> [Task details]:
In the listing that follows, locate the line containing "for (key, value)" and the line containing "let Some(session) = response". Retype exactly those two lines and every line between them, and nothing more.

> [Material provided]:
/---

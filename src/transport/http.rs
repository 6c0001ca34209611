use async_trait::async_trait;
use eventsource_stream::Eventsource;
use futures::StreamExt;
use reqwest::header::{HeaderMap, HeaderName, HeaderValue, ACCEPT, CONTENT_TYPE};
use std::collections::HashMap;
use std::sync::atomic::{AtomicBool, Ordering};
use std::time::Duration;
use url::Url;

use crate::config::TransportKind;
use crate::error::{Error, Result};
use crate::protocol::{Message, Notification, Request, RequestId, Response};
use crate::transport::Transport;

/// Header carrying the session a server assigned during the handshake.
pub const SESSION_HEADER: &str = "mcp-session-id";

const SESSION_CLOSE_TIMEOUT: Duration = Duration::from_secs(5);

/// JSON-RPC over HTTP POST. Replies come back either as a single JSON body
/// or as an event stream whose events carry JSON-RPC messages.
pub struct HttpTransport {
    url: Url,
    headers: HeaderMap,
    client: reqwest::Client,
    session_id: parking_lot::RwLock<Option<String>>,
    closed: AtomicBool,
}

impl HttpTransport {
    /// Validates the endpoint and headers up front; no I/O happens here.
    pub fn new(url: &str, headers: &HashMap<String, String>) -> Result<Self> {
        let url = Url::parse(url).map_err(|e| Error::config(format!("invalid URL '{url}': {e}")))?;
        if !matches!(url.scheme(), "http" | "https") {
            return Err(Error::config(format!(
                "unsupported URL scheme '{}' (expected http or https)",
                url.scheme()
            )));
        }

        let mut header_map = HeaderMap::new();
        for (key, value) in headers {
            let name = HeaderName::from_bytes(key.as_bytes())
                .map_err(|e| Error::config(format!("invalid header name '{key}': {e}")))?;
            let value = HeaderValue::from_str(value)
                .map_err(|e| Error::config(format!("invalid value for header '{key}': {e}")))?;
            header_map.insert(name, value);
        }

        let client = reqwest::Client::builder()
            .pool_max_idle_per_host(5)
            .tcp_keepalive(Duration::from_secs(30))
            .build()?;

        tracing::debug!(url = %url, "created HTTP transport");
        Ok(Self {
            url,
            headers: header_map,
            client,
            session_id: parking_lot::RwLock::new(None),
            closed: AtomicBool::new(false),
        })
    }

    pub fn url(&self) -> &Url {
        &self.url
    }

    pub fn session_id(&self) -> Option<String> {
        self.session_id.read().clone()
    }

    fn post(&self, body: String) -> reqwest::RequestBuilder {
        let mut builder = self
            .client
            .post(self.url.clone())
            .headers(self.headers.clone())
            .header(CONTENT_TYPE, "application/json")
            .header(ACCEPT, "application/json, text/event-stream")
            .body(body);
        if let Some(session) = self.session_id() {
            builder = builder.header(SESSION_HEADER, session);
        }
        builder
    }

    fn remember_session(&self, response: &reqwest::Response) {
        let Some(session) = response
            .headers()
            .get(SESSION_HEADER)
            .and_then(|v| v.to_str().ok())
        else {
            return;
        };
        let mut current = self.session_id.write();
        if current.as_deref() != Some(session) {
            tracing::debug!(session, "server assigned session");
            *current = Some(session.to_string());
        }
    }

    async fn round_trip(&self, request: &Request) -> Result<Response> {
        let body = serde_json::to_string(request)?;
        tracing::trace!(url = %self.url, json = %body, "sending MCP HTTP request");

        let response = self.post(body).send().await?;
        let status = response.status();
        if !status.is_success() {
            let text = response.text().await.unwrap_or_default();
            return Err(Error::transport(format!("HTTP {status}: {text}")));
        }
        self.remember_session(&response);

        let is_event_stream = response
            .headers()
            .get(CONTENT_TYPE)
            .and_then(|v| v.to_str().ok())
            .is_some_and(|ct| ct.starts_with("text/event-stream"));

        let reply = if is_event_stream {
            read_event_stream(response, &request.id).await?
        } else {
            let text = response.text().await?;
            tracing::trace!(json = %text, "received MCP HTTP response");
            serde_json::from_str::<Response>(&text)?
        };

        if reply.id.as_ref() != Some(&request.id) {
            return Err(Error::protocol(format!(
                "response id {:?} does not match request id {}",
                reply.id, request.id
            )));
        }
        Ok(reply)
    }
}

/// Takes the first event carrying the response to `id`; anything else the
/// server streams first (notifications, progress) is skipped.
async fn read_event_stream(response: reqwest::Response, id: &RequestId) -> Result<Response> {
    let mut events = response.bytes_stream().eventsource();
    while let Some(event) = events.next().await {
        let event = event.map_err(|e| Error::transport(format!("event stream error: {e}")))?;
        if event.data.trim().is_empty() {
            continue;
        }
        match Message::parse(&event.data)? {
            Message::Response(reply) if reply.id.as_ref() == Some(id) => return Ok(reply),
            other => tracing::debug!(message = ?other, "skipping streamed message"),
        }
    }
    Err(Error::ConnectionClosed(format!(
        "event stream ended before the response to request {id}"
    )))
}

#[async_trait]
impl Transport for HttpTransport {
    fn kind(&self) -> TransportKind {
        TransportKind::Http
    }

    async fn initialize(&self) -> Result<()> {
        if self.closed.load(Ordering::SeqCst) {
            return Err(Error::ConnectionClosed("transport closed".into()));
        }
        // Reachability is established by the handshake's first request.
        Ok(())
    }

    async fn send(&self, request: Request, timeout: Duration) -> Response {
        let id = request.id.clone();
        if self.closed.load(Ordering::SeqCst) {
            return Response::from_error(Some(id), &Error::ConnectionClosed("transport closed".into()));
        }

        let outcome = match tokio::time::timeout(timeout, self.round_trip(&request)).await {
            Ok(outcome) => outcome,
            Err(_) => Err(Error::Timeout(format!(
                "no response to request {id} within {timeout:?}"
            ))),
        };

        outcome.unwrap_or_else(|e| {
            tracing::warn!(%id, method = %request.method, error = %e, "HTTP request failed");
            Response::from_error(Some(id), &e)
        })
    }

    async fn send_notification(&self, notification: Notification) -> Result<()> {
        if self.closed.load(Ordering::SeqCst) {
            return Err(Error::ConnectionClosed("transport closed".into()));
        }
        let body = serde_json::to_string(&notification)?;
        tracing::debug!(method = %notification.method, "sending MCP HTTP notification");

        let response = self.post(body).send().await?;
        let status = response.status();
        if !status.is_success() {
            return Err(Error::transport(format!(
                "HTTP {status} for notification {}",
                notification.method
            )));
        }
        self.remember_session(&response);
        Ok(())
    }

    async fn close(&self) -> Result<()> {
        if self.closed.swap(true, Ordering::SeqCst) {
            return Ok(());
        }
        let session = self.session_id.write().take();
        let Some(session) = session else {
            return Ok(());
        };

        // Ending the session is a courtesy; servers may refuse it with 405.
        let outcome = self
            .client
            .delete(self.url.clone())
            .headers(self.headers.clone())
            .header(SESSION_HEADER, session)
            .timeout(SESSION_CLOSE_TIMEOUT)
            .send()
            .await;
        match outcome {
            Ok(response) => tracing::debug!(status = %response.status(), "closed MCP HTTP session"),
            Err(e) => tracing::debug!(error = %e, "failed to close MCP HTTP session"),
        }
        Ok(())
    }

    fn is_alive(&self) -> bool {
        !self.closed.load(Ordering::SeqCst)
    }
}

\---

> [Result for this exercise]:
        for (key, value) in headers {
            let name = HeaderName::from_bytes(key.as_bytes())
                .map_err(|e| Error::config(format!("invalid header name '{key}': {e}")))?;
            let value = HeaderValue::from_str(value)
                .map_err(|e| Error::config(format!("invalid value for header '{key}': {e}")))?;
            header_map.insert(name, value);
        }

        let client = reqwest::Client::builder()
            .pool_max_idle_per_host(5)
            .tcp_keepalive(Duration::from_secs(30))
            .build()?;

        tracing::debug!(url = %url, "created HTTP transport");
        Ok(Self {
            url,
            headers: header_map,
            client,
            session_id: parking_lot::RwLock::new(None),
            closed: AtomicBool::new(false),
        })
    }

    pub fn url(&self) -> &Url {
        &self.url
    }

    pub fn session_id(&self) -> Option<String> {
        self.session_id.read().clone()
    }

    fn post(&self, body: String) -> reqwest::RequestBuilder {
        let mut builder = self
            .client
            .post(self.url.clone())
            .headers(self.headers.clone())
            .header(CONTENT_TYPE, "application/json")
            .header(ACCEPT, "application/json, text/event-stream")
            .body(body);
        if let Some(session) = self.session_id() {
            builder = builder.header(SESSION_HEADER, session);
        }
        builder
    }

    fn remember_session(&self, response: &reqwest::Response) {
        let Some(session) = response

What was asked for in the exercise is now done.